Exporting Data¶

Databrew supports multiple export formats for extracted data.

Export Formats¶

JSONL (JSON Lines)¶

One JSON object per line. Best for streaming and large datasets.

databrew export mysite.toml -o data.jsonl

Output:

{"title": "Product 1", "price": 99.99, "_source_url": "https://..."}
{"title": "Product 2", "price": 149.99, "_source_url": "https://..."}

JSON Array¶

Standard JSON array. Best for small datasets or when you need valid JSON.

databrew export mysite.toml -o data.json

Output:

[
  {"title": "Product 1", "price": 99.99},
  {"title": "Product 2", "price": 149.99}
]

Parquet¶

Columnar format for analytics. Requires the analytics extra.

pip install databrew[analytics]
databrew export mysite.toml -o data.parquet

Benefits:

Compressed (smaller files)
Fast column-based queries
Works with Pandas, DuckDB, Spark, etc.

Individual Files¶

One JSON file per item. Useful for item-based workflows.

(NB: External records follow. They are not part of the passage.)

//! Configuration schema definitions.
//!
//! This module defines the complete configuration structure for the client.
//! All types derive Serde traits for deserialization from config files.

use serde::{Deserialize, Serialize};

/// Root configuration for the client.
#[derive(Debug, Clone, Deserialize, Serialize, Default)]
#[serde(default)]
pub struct ClientConfig {
    /// Solr server base URLs (e.g., "http://localhost:8983/solr/core1").
    pub servers: Vec<String>,

    /// Load balancing strategy.
    pub load_balancer: LoadBalancerConfig,

    /// Retry policy.
    pub retries: RetryConfig,

    /// Timeout configuration.
    pub timeouts: TimeoutConfig,

    /// Health check settings.
    pub health_check: HealthCheckConfig,

    /// Observability settings.
    pub observability: ObservabilityConfig,
}

/// Available load balancing strategies.
#[derive(Debug, Clone, Copy, PartialEq, Eq, Deserialize, Serialize, Default)]
#[serde(rename_all = "snake_case")]
pub enum LoadBalancerStrategy {
    /// Always the same server.
    Single,
    /// Rotate through healthy servers.
    #[default]
    RoundRobin,
}

/// Load balancer configuration.
#[derive(Debug, Clone, Deserialize, Serialize, Default)]
#[serde(default)]
pub struct LoadBalancerConfig {
    pub strategy: LoadBalancerStrategy,
}

/// Available retry policies.
#[derive(Debug, Clone, Copy, PartialEq, Eq, Deserialize, Serialize, Default)]
#[serde(rename_all = "snake_case")]
pub enum RetryPolicyKind {
    /// Never retry.
    #[default]
    TryOnce,
    /// Retry through the load balancer until every server failed once.
    TryAvailableServers,
    /// Retry through the load balancer up to `max_attempts` failures.
    AtMost,
    /// Retry on the next registered server that has not failed yet.
    TryNextServer,
}

/// Retry configuration.
#[derive(Debug, Clone, Deserialize, Serialize)]
#[serde(default)]
pub struct RetryConfig {
    /// Policy to apply after a failed attempt.
    pub policy: RetryPolicyKind,

    /// Maximum number of failed attempts (used by `at_most`).
    pub max_attempts: u32,
}

impl Default for RetryConfig {
    fn default() -> Self {
        Self {
            policy: RetryPolicyKind::TryOnce,
            max_attempts: 3,
        }
    }
}

/// Timeout configuration for the HTTP transport.
#[derive(Debug, Clone, Deserialize, Serialize)]
#[serde(default)]
pub struct TimeoutConfig {
    /// Connection establishment timeout in seconds.
    pub connect_secs: u64,

    /// Request timeout (total time for request/response) in seconds.
    pub request_secs: u64,
}

impl Default for TimeoutConfig {
    fn default() -> Self {
        Self {
            connect_secs: 5,
            request_secs: 30,
        }
    }
}

/// Health check configuration.
#[derive(Debug, Clone, Deserialize, Serialize)]
#[serde(default)]
pub struct HealthCheckConfig {
    /// Enable periodic ping checks.
    pub enabled: bool,

    /// Health check interval in seconds.
    pub interval_secs: u64,

    /// Health check timeout in seconds.
    pub timeout_secs: u64,

    /// Path to probe, relative to the server base URL.
    pub path: String,

    /// Number of consecutive failures before marking unhealthy.
    pub unhealthy_threshold: u32,

    /// Number of consecutive successes before marking healthy.
    pub healthy_threshold: u32,
}

impl Default for HealthCheckConfig {
    fn default() -> Self {
        Self {
            enabled: false,
            interval_secs: 10,
            timeout_secs: 5,
            path: "/admin/ping".to_string(),
            unhealthy_threshold: 3,
            healthy_threshold: 2,
        }
    }
}

/// Observability configuration.
#[derive(Debug, Clone, Deserialize, Serialize)]
#[serde(default)]
pub struct ObservabilityConfig {
    /// Log level (trace, debug, info, warn, error).
    pub log_level: String,

    /// Enable the Prometheus metrics endpoint.
    pub metrics_enabled: bool,

    /// Metrics endpoint bind address.
    pub metrics_address: String,
}

impl Default for ObservabilityConfig {
    fn default() -> Self {
        Self {
            log_level: "info".to_string(),
            metrics_enabled: false,
            metrics_address: "127.0.0.1:9090".to_string(),
        }
    }
}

databrew export mysite.toml -f individual -o items/

Creates:

items/
├── item_12345.json
├── item_12346.json
└── ...

Filenames use the configured ID field, or fall back to hash-based names.

Format Detection¶

Format is auto-detected from the output file extension:

Extension	Format
`.jsonl`	JSONL
`.json`	JSON array
`.parquet`	Parquet
(directory)	Individual files

Override with -f:

databrew export mysite.toml -o data.txt -f jsonl

Export Options¶

Exclude Metadata¶

By default, items include _source_url and _extracted_at fields. Exclude them with --no-meta:

databrew export mysite.toml -o data.jsonl --no-meta

Filter by URL Type¶

By default, only items from item URLs are exported. Include pagination items:

# All items (pagination + item URLs)
databrew export mysite.toml -o data.jsonl --url-type all

# Only pagination items
databrew export mysite.toml -o data.jsonl --url-type pagination

Incremental Export¶

Export only items extracted after a specific time:

# Since a date
databrew export mysite.toml -o new.jsonl --since "2026-01-20"

# Since a timestamp
databrew export mysite.toml -o new.jsonl --since "2026-01-20T14:30:00"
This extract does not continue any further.